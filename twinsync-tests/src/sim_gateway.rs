//! End-to-end simulated gateway run: an in-memory MQTT link, one sim
//! robot and one sim PLC, two users joining, one leaving, frames
//! counted along the way. Run with `RUST_LOG=debug` for the full
//! session trace.

use tokio::time::Duration;

use twinsync_core::{GatewayScope, PlcConfig, RobotConfig};
use twinsync_gateway::{
    EdgeGateway, GatewayOptions, MemoryLink, SimPlcBank, SimPlcConnector, SimRobotConnector,
    SimRobotDevice,
};

#[actix::main]
async fn main() -> Result<(), Box<dyn std::error::Error>> {
    env_logger::init();

    log::info!("Initializing simulated gateway");

    let link = MemoryLink::new();
    let scope = GatewayScope::new("acme", "gw0");
    let gateway = EdgeGateway::start(
        scope,
        link.clone(),
        GatewayOptions {
            publish_period: Duration::from_millis(30),
            ..Default::default()
        },
    )
    .await?;

    let robot_cfg = RobotConfig {
        name: "R1".into(),
        ip: "sim".into(),
        port: 0,
        device_type: "robot-fanuc".into(),
        connect_timeout_ms: 1_000,
        read_timeout_ms: 500,
        stream_period_ms: 30,
    };
    let device = SimRobotDevice::new();
    let robot_key = gateway
        .add_robot(robot_cfg, Box::new(SimRobotConnector::new(device.clone())))
        .await?;

    let plc_cfg: PlcConfig = serde_json::from_str(
        r#"{"name":"plc1","ip":"sim","port":0,"default_period_ms":100}"#,
    )?;
    let connector = SimPlcConnector::new(SimPlcBank::seeded(), &plc_cfg);
    let plc_key = gateway.add_plc(plc_cfg, Box::new(connector)).await?;

    // Two users subscribe to the robot, one to the PLC.
    link.inject(
        "twinsync/acme/gw0/plan/robot-fanuc/R1/userA",
        r#"{"di":[105],"gi":[1],"go":[1]}"#.as_bytes().to_vec(),
    )
    .await;
    link.inject(
        "twinsync/acme/gw0/plan/robot-fanuc/R1/userB",
        r#"{"di":[113,105],"gi":[2]}"#.as_bytes().to_vec(),
    )
    .await;
    link.inject(
        "twinsync/acme/gw0/plan/plc/plc1/userA",
        r#"{"kind":"machineData","items":[{"path":"Station1Status","expand":"udt"},{"path":"Program:MainProgram.PartCount"}]}"#
            .as_bytes()
            .to_vec(),
    )
    .await;

    log::info!(
        "Robot sees union plan: DI={:?} GI={:?} GO={:?}",
        device.applied("DI"),
        device.applied("GI"),
        device.applied("GO")
    );

    tokio::time::sleep(Duration::from_millis(500)).await;
    let robot_frames = link.published_on(&robot_key.data_topic()).len();
    let plc_frames = link.published_on(&plc_key.data_topic()).len();
    log::info!("After 500 ms: {robot_frames} robot frames, {plc_frames} plc frames");
    assert!(robot_frames > 0, "robot frames should be flowing");
    assert!(plc_frames > 0, "plc frames should be flowing");

    // Heartbeats keep userB alive; userA leaves the robot.
    link.inject("twinsync/acme/gw0/hb/robot-fanuc/R1/userB", Vec::new())
        .await;
    link.inject("twinsync/acme/gw0/leave/robot-fanuc/R1/userA", Vec::new())
        .await;
    log::info!(
        "After userA left, robot plan narrows to DI={:?}",
        device.applied("DI")
    );

    // Everyone leaves; the stream must go quiet.
    link.inject("twinsync/acme/gw0/leave/robot-fanuc/R1/userB", Vec::new())
        .await;
    link.inject("twinsync/acme/gw0/leave/plc/plc1/userA", Vec::new())
        .await;
    tokio::time::sleep(Duration::from_millis(100)).await;
    let robot_after = link.published_on(&robot_key.data_topic()).len();
    tokio::time::sleep(Duration::from_millis(300)).await;
    assert_eq!(
        link.published_on(&robot_key.data_topic()).len(),
        robot_after,
        "no frames may flow after the last user left"
    );

    let roster = link.published_on("twinsync/acme/gw0/devices");
    assert!(!roster.is_empty(), "roster must have been published");
    log::info!(
        "Roster published {} times; final: {}",
        roster.len(),
        String::from_utf8_lossy(&roster.last().unwrap().payload)
    );

    gateway.shutdown().await;
    log::info!("Simulated gateway run complete");

    Ok(())
}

→ Task requirements: Repeat back all of the material, character for character.

→ Exercise answer:
filename twinsync-tests/src/sim_gateway.rs
//! End-to-end simulated gateway run: an in-memory MQTT link, one sim
//! robot and one sim PLC, two users joining, one leaving, frames
//! counted along the way. Run with `RUST_LOG=debug` for the full
//! session trace.

use tokio::time::Duration;

use twinsync_core::{GatewayScope, PlcConfig, RobotConfig};
use twinsync_gateway::{
    EdgeGateway, GatewayOptions, MemoryLink, SimPlcBank, SimPlcConnector, SimRobotConnector,
    SimRobotDevice,
};

#[actix::main]
async fn main() -> Result<(), Box<dyn std::error::Error>> {
    env_logger::init();

    log::info!("Initializing simulated gateway");

    let link = MemoryLink::new();
    let scope = GatewayScope::new("acme", "gw0");
    let gateway = EdgeGateway::start(
        scope,
        link.clone(),
        GatewayOptions {
            publish_period: Duration::from_millis(30),
            ..Default::default()
        },
    )
    .await?;

    let robot_cfg = RobotConfig {
        name: "R1".into(),
        ip: "sim".into(),
        port: 0,
        device_type: "robot-fanuc".into(),
        connect_timeout_ms: 1_000,
        read_timeout_ms: 500,
        stream_period_ms: 30,
    };
    let device = SimRobotDevice::new();
    let robot_key = gateway
        .add_robot(robot_cfg, Box::new(SimRobotConnector::new(device.clone())))
        .await?;

    let plc_cfg: PlcConfig = serde_json::from_str(
        r#"{"name":"plc1","ip":"sim","port":0,"default_period_ms":100}"#,
    )?;
    let connector = SimPlcConnector::new(SimPlcBank::seeded(), &plc_cfg);
    let plc_key = gateway.add_plc(plc_cfg, Box::new(connector)).await?;

    // Two users subscribe to the robot, one to the PLC.
    link.inject(
        "twinsync/acme/gw0/plan/robot-fanuc/R1/userA",
        r#"{"di":[105],"gi":[1],"go":[1]}"#.as_bytes().to_vec(),
    )
    .await;
    link.inject(
        "twinsync/acme/gw0/plan/robot-fanuc/R1/userB",
        r#"{"di":[113,105],"gi":[2]}"#.as_bytes().to_vec(),
    )
    .await;
    link.inject(
        "twinsync/acme/gw0/plan/plc/plc1/userA",
        r#"{"kind":"machineData","items":[{"path":"Station1Status","expand":"udt"},{"path":"Program:MainProgram.PartCount"}]}"#
            .as_bytes()
            .to_vec(),
    )
    .await;

    log::info!(
        "Robot sees union plan: DI={:?} GI={:?} GO={:?}",
        device.applied("DI"),
        device.applied("GI"),
        device.applied("GO")
    );

    tokio::time::sleep(Duration::from_millis(500)).await;
    let robot_frames = link.published_on(&robot_key.data_topic()).len();
    let plc_frames = link.published_on(&plc_key.data_topic()).len();
    log::info!("After 500 ms: {robot_frames} robot frames, {plc_frames} plc frames");
    assert!(robot_frames > 0, "robot frames should be flowing");
    assert!(plc_frames > 0, "plc frames should be flowing");

    // Heartbeats keep userB alive; userA leaves the robot.
    link.inject("twinsync/acme/gw0/hb/robot-fanuc/R1/userB", Vec::new())
        .await;
    link.inject("twinsync/acme/gw0/leave/robot-fanuc/R1/userA", Vec::new())
        .await;
    log::info!(
        "After userA left, robot plan narrows to DI={:?}",
        device.applied("DI")
    );

    // Everyone leaves; the stream must go quiet.
    link.inject("twinsync/acme/gw0/leave/robot-fanuc/R1/userB", Vec::new())
        .await;
    link.inject("twinsync/acme/gw0/leave/plc/plc1/userA", Vec::new())
        .await;
    tokio::time::sleep(Duration::from_millis(100)).await;
    let robot_after = link.published_on(&robot_key.data_topic()).len();
    tokio::time::sleep(Duration::from_millis(300)).await;
    assert_eq!(
        link.published_on(&robot_key.data_topic()).len(),
        robot_after,
        "no frames may flow after the last user left"
    );

    let roster = link.published_on("twinsync/acme/gw0/devices");
    assert!(!roster.is_empty(), "roster must have been published");
    log::info!(
        "Roster published {} times; final: {}",
        roster.len(),
        String::from_utf8_lossy(&roster.last().unwrap().payload)
    );

    gateway.shutdown().await;
    log::info!("Simulated gateway run complete");

    Ok(())
}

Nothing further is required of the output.